Members of Marine Unmanned Aerial Vehicle Squadron 1 carried out a Reaper flight in an undisclosed location late last month, General Atomics Aeronautical Systems Inc., which owns the aircraft, announced last week.
The Marine pilots and sensor operators from the unmanned squadron operated the aircraft from Yuma, Arizona, said Maj. Joe Reney, a spokesman for Marine Corps Forces Central Command. A contractor team in the U.S. Central Command area of operations does the launch and recovery and maintenance support on the Reaper, he added.
The Marine Corps leases the MQ-9 from General Atomics to fly intelligence, surveillance and reconnaissance missions in Afghanistan.
Until now, the company had been operating the Reaper for the Marine Corps. The aircraft have flown more than 7,000 hours for the service since September 2018, according to General Atomics.
During that time, Reney said, the Marine Corps has been learning the technical, tactical and operational support procedures needed to operate the Reaper. Aside from collecting intelligence, the drone can conduct close-air support and precision strikes, do combat search and rescue flights, and provide overwatch for convoys or raids.
“The MQ-9 is a very reliable and versatile platform that can be launched and recovered anywhere we have a runway and a small launch and recovery element,” Reney said.
Citing operational security concerns, 1st Lt. Fredrick Walker, a spokesman for 3rd Marine Aircraft Wing — the unmanned squadron’s parent command — declined to say how many Marines are qualified to fly the Reaper.
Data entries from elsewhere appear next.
// ==========================================
// 合同录入引擎 - 经济条款引擎
// ==========================================
// 职责:
// 1. 新建条款: 分配临时ID并填充各类默认值
// 2. "No Aplica" 判定: 引用公式在目录中的名称等于 "No Aplica"
// 3. 公式文本: 由结构化字段生成标准展示文本
// 红线: 渲染从不报错，条件不足返回空串（"公式尚未确定"）
// ==========================================

use crate::domain::catalog::{is_not_applicable_name, EconomicTermCatalog, NOT_APPLICABLE_FORMULA};
use crate::domain::template::{TemplatePayable, TemplatePenalty};
use crate::domain::terms::{
    EconomicTerm, PayableTerm, PenaltyTerm, QualitySpecTerm, RefiningExpenseTerm, TermId,
};
use crate::domain::types::SpecType;
use crate::engine::error::{EngineError, EngineResult};

// ===== 默认值 =====
pub const DEFAULT_PAYABLE_METAL: &str = "Cu";
pub const DEFAULT_DEDUCTION_UNIT: &str = "%";
pub const DEFAULT_PENALTY_METAL: &str = "As";
pub const DEFAULT_LIMIT_UNIT: &str = "%";
pub const DEFAULT_QUALITY_METAL: &str = "Cu";
pub const DEFAULT_QUALITY_UNIT: &str = "%";
pub const DEFAULT_REFINING_METAL: &str = "Cu";
pub const DEFAULT_REFINING_UNIT: &str = "/TMS";

/// 数值展示（最短往返表示: 90.0 → "90", 1.2 → "1.2"）
///
/// 公式文本中的数值经 f64 规整后输出，而非回显用户原始输入（"1.50" → "1.5"）
pub fn format_number(value: f64) -> String {
    value.to_string()
}

/// 规整可空文本字段（空白视为 None）
pub(crate) fn optional_text(value: &str) -> Option<String> {
    let trimmed = value.trim();
    if trimmed.is_empty() {
        None
    } else {
        Some(trimmed.to_string())
    }
}

// ==========================================
// PayableTerm - 应付
// ==========================================
impl PayableTerm {
    /// 新建应付条款
    ///
    /// # 错误
    /// - `EngineError::CatalogMisconfiguration`: 目录中没有 is_deduction 的应付公式
    pub fn new_default(id: TermId, catalog: &EconomicTermCatalog) -> EngineResult<Self> {
        let formula = catalog.deduction_payable_formula().ok_or_else(|| {
            EngineError::CatalogMisconfiguration {
                table: "payable_formula".to_string(),
                message: "缺少 is_deduction=1 的应付公式，无法新建应付条款".to_string(),
            }
        })?;

        Ok(Self {
            id,
            formula_id: Some(formula.id.clone()),
            metal: DEFAULT_PAYABLE_METAL.to_string(),
            deduction_value: None,
            deduction_unit: DEFAULT_DEDUCTION_UNIT.to_string(),
            balance_percentage: None,
            market_index_id: None,
        })
    }

    /// 由模板条款复制
    pub fn from_template(id: TermId, source: &TemplatePayable) -> Self {
        Self {
            id,
            formula_id: Some(source.formula_id.clone()),
            metal: source
                .metal
                .clone()
                .unwrap_or_else(|| DEFAULT_PAYABLE_METAL.to_string()),
            deduction_value: source.deduction_value,
            deduction_unit: source
                .deduction_unit
                .clone()
                .unwrap_or_else(|| DEFAULT_DEDUCTION_UNIT.to_string()),
            balance_percentage: source.balance_percentage,
            market_index_id: source.market_index_id.clone(),
        }
    }

    pub fn is_not_applicable(&self, catalog: &EconomicTermCatalog) -> bool {
        self.formula_id
            .as_deref()
            .and_then(|id| catalog.payable_formula(id))
            .map(|f| is_not_applicable_name(&f.name))
            .unwrap_or(false)
    }

    /// `<公式> - (<金属>): (Ensaye - <扣减><单位>) * <比例>% ==> Índice <指数>`
    pub fn render_formula_text(&self, catalog: &EconomicTermCatalog) -> String {
        let formula = match self.formula_id.as_deref().and_then(|id| catalog.payable_formula(id)) {
            Some(f) => f,
            None => return String::new(),
        };
        if is_not_applicable_name(&formula.name) {
            return NOT_APPLICABLE_FORMULA.to_string();
        }

        let index = self
            .market_index_id
            .as_deref()
            .and_then(|id| catalog.market_index(id));

        match (self.deduction_value, self.balance_percentage, index) {
            (Some(deduction), Some(balance), Some(index)) => format!(
                "{} - ({}): (Ensaye - {}{}) * {}% ==> Índice {}",
                formula.name,
                self.metal,
                format_number(deduction),
                self.deduction_unit,
                format_number(balance),
                index.name
            ),
            _ => String::new(),
        }
    }
}

// ==========================================
// PenaltyTerm - 罚则
// ==========================================
impl PenaltyTerm {
    pub fn new_default(id: TermId) -> Self {
        Self {
            id,
            formula_id: None,
            metal: DEFAULT_PENALTY_METAL.to_string(),
            amount_usd: None,
            lower_limit: None,
            lower_limit_unit: DEFAULT_LIMIT_UNIT.to_string(),
            upper_limit: None,
            upper_limit_unit: DEFAULT_LIMIT_UNIT.to_string(),
        }
    }

    pub fn from_template(id: TermId, source: &TemplatePenalty) -> Self {
        Self {
            id,
            formula_id: Some(source.formula_id.clone()),
            metal: source
                .metal
                .clone()
                .unwrap_or_else(|| DEFAULT_PENALTY_METAL.to_string()),
            amount_usd: source.amount_usd,
            lower_limit: source.lower_limit,
            lower_limit_unit: source
                .lower_limit_unit
                .clone()
                .unwrap_or_else(|| DEFAULT_LIMIT_UNIT.to_string()),
            upper_limit: source.upper_limit,
            upper_limit_unit: source
                .upper_limit_unit
                .clone()
                .unwrap_or_else(|| DEFAULT_LIMIT_UNIT.to_string()),
        }
    }

    pub fn is_not_applicable(&self, catalog: &EconomicTermCatalog) -> bool {
        self.formula_id
            .as_deref()
            .and_then(|id| catalog.penalty_formula(id))
            .map(|f| is_not_applicable_name(&f.name))
            .unwrap_or(false)
    }

    /// `<公式> - (<金属>): $<金额> por TMS por cada <下限><单位> por encima de <上限><单位>`
    pub fn render_formula_text(&self, catalog: &EconomicTermCatalog) -> String {
        let formula = match self.formula_id.as_deref().and_then(|id| catalog.penalty_formula(id)) {
            Some(f) => f,
            None => return String::new(),
        };
        if is_not_applicable_name(&formula.name) {
            return NOT_APPLICABLE_FORMULA.to_string();
        }

        match (self.amount_usd, self.lower_limit, self.upper_limit) {
            (Some(amount), Some(lower), Some(upper)) => format!(
                "{} - ({}): ${} por TMS por cada {}{} por encima de {}{}",
                formula.name,
                self.metal,
                format_number(amount),
                format_number(lower),
                self.lower_limit_unit,
                format_number(upper),
                self.upper_limit_unit
            ),
            _ => String::new(),
        }
    }
}

// ==========================================
// QualitySpecTerm - 质量规格
// ==========================================
impl QualitySpecTerm {
    pub fn new_default(id: TermId) -> Self {
        Self {
            id,
            metal: DEFAULT_QUALITY_METAL.to_string(),
            spec_type: SpecType::Range,
            min_value: None,
            max_value: None,
            unit: DEFAULT_QUALITY_UNIT.to_string(),
        }
    }

    /// 与 spec_type 不匹配的取值被忽略（不是输入错误）
    pub fn render_formula_text(&self) -> String {
        match self.spec_type {
            SpecType::Range => match (self.min_value, self.max_value) {
                (Some(min), Some(max)) => format!(
                    "{}: {} - {} {}",
                    self.metal,
                    format_number(min),
                    format_number(max),
                    self.unit
                ),
                _ => String::new(),
            },
            SpecType::Minimum => match self.min_value {
                Some(min) => format!("{}: >={} {}", self.metal, format_number(min), self.unit),
                None => String::new(),
            },
            SpecType::Maximum => match self.max_value {
                Some(max) => format!("{}: <{} {}", self.metal, format_number(max), self.unit),
                None => String::new(),
            },
        }
    }
}

// ==========================================
// RefiningExpenseTerm - 精炼费用
// ==========================================
impl RefiningExpenseTerm {
    pub fn new_default(id: TermId) -> Self {
        Self {
            id,
            formula_id: None,
            metal: DEFAULT_REFINING_METAL.to_string(),
            amount_usd: None,
            unit: DEFAULT_REFINING_UNIT.to_string(),
        }
    }

    pub fn is_not_applicable(&self, catalog: &EconomicTermCatalog) -> bool {
        self.formula_id
            .as_deref()
            .and_then(|id| catalog.refining_expense_formula(id))
            .map(|f| is_not_applicable_name(&f.name))
            .unwrap_or(false)
    }

    /// `(<金属>): $<金额><单位>`
    pub fn render_formula_text(&self, catalog: &EconomicTermCatalog) -> String {
        let formula = match self
            .formula_id
            .as_deref()
            .and_then(|id| catalog.refining_expense_formula(id))
        {
            Some(f) => f,
            None => return String::new(),
        };
        if is_not_applicable_name(&formula.name) {
            return NOT_APPLICABLE_FORMULA.to_string();
        }

        match self.amount_usd {
            Some(amount) => format!("({}): ${}{}", self.metal, format_number(amount), self.unit),
            None => String::new(),
        }
    }
}

// ==========================================
// EconomicTerm - 统一分派
// ==========================================
impl EconomicTerm {
    pub fn is_not_applicable(&self, catalog: &EconomicTermCatalog) -> bool {
        match self {
            EconomicTerm::Payable(t) => t.is_not_applicable(catalog),
            EconomicTerm::Penalty(t) => t.is_not_applicable(catalog),
            EconomicTerm::QualitySpec(_) => false,
            EconomicTerm::RefiningExpense(t) => t.is_not_applicable(catalog),
        }
    }

    pub fn render_formula_text(&self, catalog: &EconomicTermCatalog) -> String {
        match self {
            EconomicTerm::Payable(t) => t.render_formula_text(catalog),
            EconomicTerm::Penalty(t) => t.render_formula_text(catalog),
            EconomicTerm::QualitySpec(t) => t.render_formula_text(),
            EconomicTerm::RefiningExpense(t) => t.render_formula_text(catalog),
        }
    }
}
The Marine Corps has two military occupational specialties designated to operate the MQ-9, Walker said: the enlisted unmanned aircraft system operator and the UAS Marine Corps air-ground task force electronic warfare officer.
The service wanted to lease Reapers to assist leathernecks advising Afghan forces in Helmand province, a hot spot for Taliban fighters. The drones, leaders told Military.com at the time, could help spot and eliminate insurgents.
Operating the aircraft alongside contractors has also given Marines experience in flying a big drone as the service continues its plans for a major unmanned aircraft that can operate at 30,000 feet and conduct surveillance at sea.
The Marine Corps’ Reaper flight led from Yuma represents “a unique milestone” in the service’s legacy of innovation, David Alexander, president of General Atomics, said in a statement. The company wants to expand medium-altitude, long-endurance flights to support future unmanned missions in maritime littoral settings, he added.
— Hope Hodge Seck contributed to this report.